With breakdown of communication, parts of the country were cut off. British rule virtually ceased to exist. For a while ‘parallel governments’ functioned in Midnapur in Bengal, Ballia in UP, and in some other towns and districts. Groups like Jugantar, Anushilan, and the Hindustan Socialist Republican Army took advantage of the general chaos to engage in revolutionary activities. Members of the Congress Socialist Party tried to co-ordinate these operations into a regular guerrilla campaign. They did it under the direction of Jayaprakash Narayan.
The government’s ‘leonine violence’ had given rise to a popular violent reaction. As always, this led to more violence. Since the Punjab crisis of 1919, for the first time, the authorities sent soldiers against the civilian population. The British had all the death-dealing machinery of modern warfare at their disposal, and they used it mercilessly. Thousands were killed and wounded in military operations, which included machine-gun firing and bombing from airplanes. The Indian police made tens of thousands of arrests, and resorted to bestial methods to quell the uprising. By the end of September the British were again in control of the country. The last embers of revolt were extinguished in 1943.
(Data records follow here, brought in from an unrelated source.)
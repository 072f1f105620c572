//! Session gate: authentication and controller lifetime.
//!
//! A controller, and with it all input state, exists only while the host
//! reports an authenticated session. Logging out or losing the session
//! stops it, releasing held input on the host first.

use std::sync::Arc;

use lan_control_clipboard::DeviceClipboard;
use lan_control_input::CaptureSurface;
use lan_control_protocol::{CommandChannel, SessionApi};
use lan_control_types::LoginRequest;
use tracing::{info, warn};

use crate::clipboard::ClipboardSync;
use crate::config::Config;
use crate::controller::{Controller, ControllerHandle};
use crate::error::EngineError;
use crate::session::SessionEngine;

/// Creates a fresh capture surface for each session.
pub type SurfaceFactory = Box<dyn Fn() -> Box<dyn CaptureSurface> + Send + Sync>;

pub struct SessionGate {
    session: Arc<dyn SessionApi>,
    channel: Arc<dyn CommandChannel>,
    config: Config,
    clipboard: Option<Arc<dyn DeviceClipboard>>,
    surfaces: SurfaceFactory,
    controller: Option<ControllerHandle>,
    username: Option<String>,
}

impl SessionGate {
    /// Create a gate over a host connection that serves both the session
    /// endpoints and remote commands.
    pub fn new<T>(
        host: Arc<T>,
        config: Config,
        clipboard: Option<Arc<dyn DeviceClipboard>>,
        surfaces: SurfaceFactory,
    ) -> Self
    where
        T: SessionApi + CommandChannel,
    {
        let session: Arc<dyn SessionApi> = host.clone();
        let channel: Arc<dyn CommandChannel> = host;
        Self {
            session,
            channel,
            config,
            clipboard,
            surfaces,
            controller: None,
            username: None,
        }
    }

    /// Ask the host whether the session is still valid, starting a
    /// controller if it is and tearing down if it is not.
    pub async fn check(&mut self) -> Result<bool, EngineError> {
        match self.session.session().await {
            Ok(info) if info.authenticated => {
                self.username = info.username;
                if !self.is_authenticated() {
                    self.teardown().await;
                    self.start();
                }
                Ok(true)
            }
            Ok(_) => {
                info!("host reports no session");
                self.teardown().await;
                Ok(false)
            }
            Err(e) => {
                warn!(error = %e, "session check failed");
                self.teardown().await;
                Err(e.into())
            }
        }
    }

    pub async fn login(
        &mut self,
        username: &str,
        password: &str,
        remember: bool,
    ) -> Result<(), EngineError> {
        self.teardown().await;
        let info = self
            .session
            .login(LoginRequest {
                username: username.to_string(),
                password: password.to_string(),
                remember,
            })
            .await?;
        if !info.authenticated {
            return Err(EngineError::NotAuthenticated);
        }
        info!(user = ?info.username, "logged in");
        self.username = info.username;
        self.start();
        Ok(())
    }

    /// Stop the controller, then end the session on the host. Host failures
    /// are logged; the local state is reset either way.
    pub async fn logout(&mut self) {
        self.teardown().await;
        if let Err(e) = self.session.logout().await {
            warn!(error = %e, "logout request failed");
        }
        info!("logged out");
    }

    pub fn controller(&self) -> Option<&ControllerHandle> {
        self.controller.as_ref()
    }

    /// A controller is running and the host has not rejected the session.
    pub fn is_authenticated(&self) -> bool {
        self.controller
            .as_ref()
            .is_some_and(|controller| controller.is_running() && !controller.status().session_lost)
    }

    pub fn username(&self) -> Option<&str> {
        self.username.as_deref()
    }

    fn start(&mut self) {
        let engine = SessionEngine::new(&self.config, (self.surfaces)());
        let clipboard = ClipboardSync::new(
            self.clipboard.clone(),
            Arc::clone(&self.channel),
            self.config.clipboard.max_size,
        );
        let controller = Controller::new(
            engine,
            Arc::clone(&self.channel),
            clipboard,
            self.username.clone(),
        );
        self.controller = Some(controller.spawn());
    }

    async fn teardown(&mut self) {
        if let Some(controller) = self.controller.take() {
            controller.shutdown().await;
        }
    }
}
There followed two years of ominous silence. During this period Bengal and parts of Orissa, Bihar, and Madras suffered a terrible famine. It was the repetition of a familiar story of the nineteenth century. But at this time in presence of modern transportation, such a tragedy was impossible. The government provided belated relief operations. More than three million men, women and children died in that famine.
The Indian National Army (INA) was originally founded by Capt Mohan Singh in Singapore in September 1942 with Japan’s Indian priosoners . This was along the concept of, and with support of, what was then known as the Indian Independence League, headed by the expatriate nationalist leader Rash Behari Bose.
The idea of a liberation army was revived with the arrival of Subhas Chandra Bose in the Far East in 1943.
In July, at a meeting in Singapore, Rash Behari Bose handed over control of the organisation to Subhas Chandra Bose. Bose was able to reorganise the fledging army and organise massive support among the expatriate Indian population in South-East Asia, who lent their support by both enlisting in the Indian National Army, as well as financially in response Bose’s calls for sacrfice for the national cause. At its height the INA consisted of some 85,000 regular troops, including a separate women’s unit, the Rani of Jhansi Regiment ( named after Rani Lakshmi Bai), which is seen as a first of its kind in Asia.
The INA’s first commitment was in the Japanese thrust towards Eastern Indian frontiers of Manipur. On the Indian mainland, an Indian Tricolour, modeled after that of the Indian National Congress, was raised for the first time in the town in Moirang, in Manipur. Bose had hoped that large numbers of soldiers would desert from the Indian Army when they would discover that INA soldiers were attacking British India from the outside. However, this did not materialise on a sufficient scale.
Instead, as the war situation worsened for the Japanese, troops began to desert from the INA. At the same time Japanese funding for the army diminished, and Bose was forced to raise taxes on the Indian populations of Malaysia and Singapore.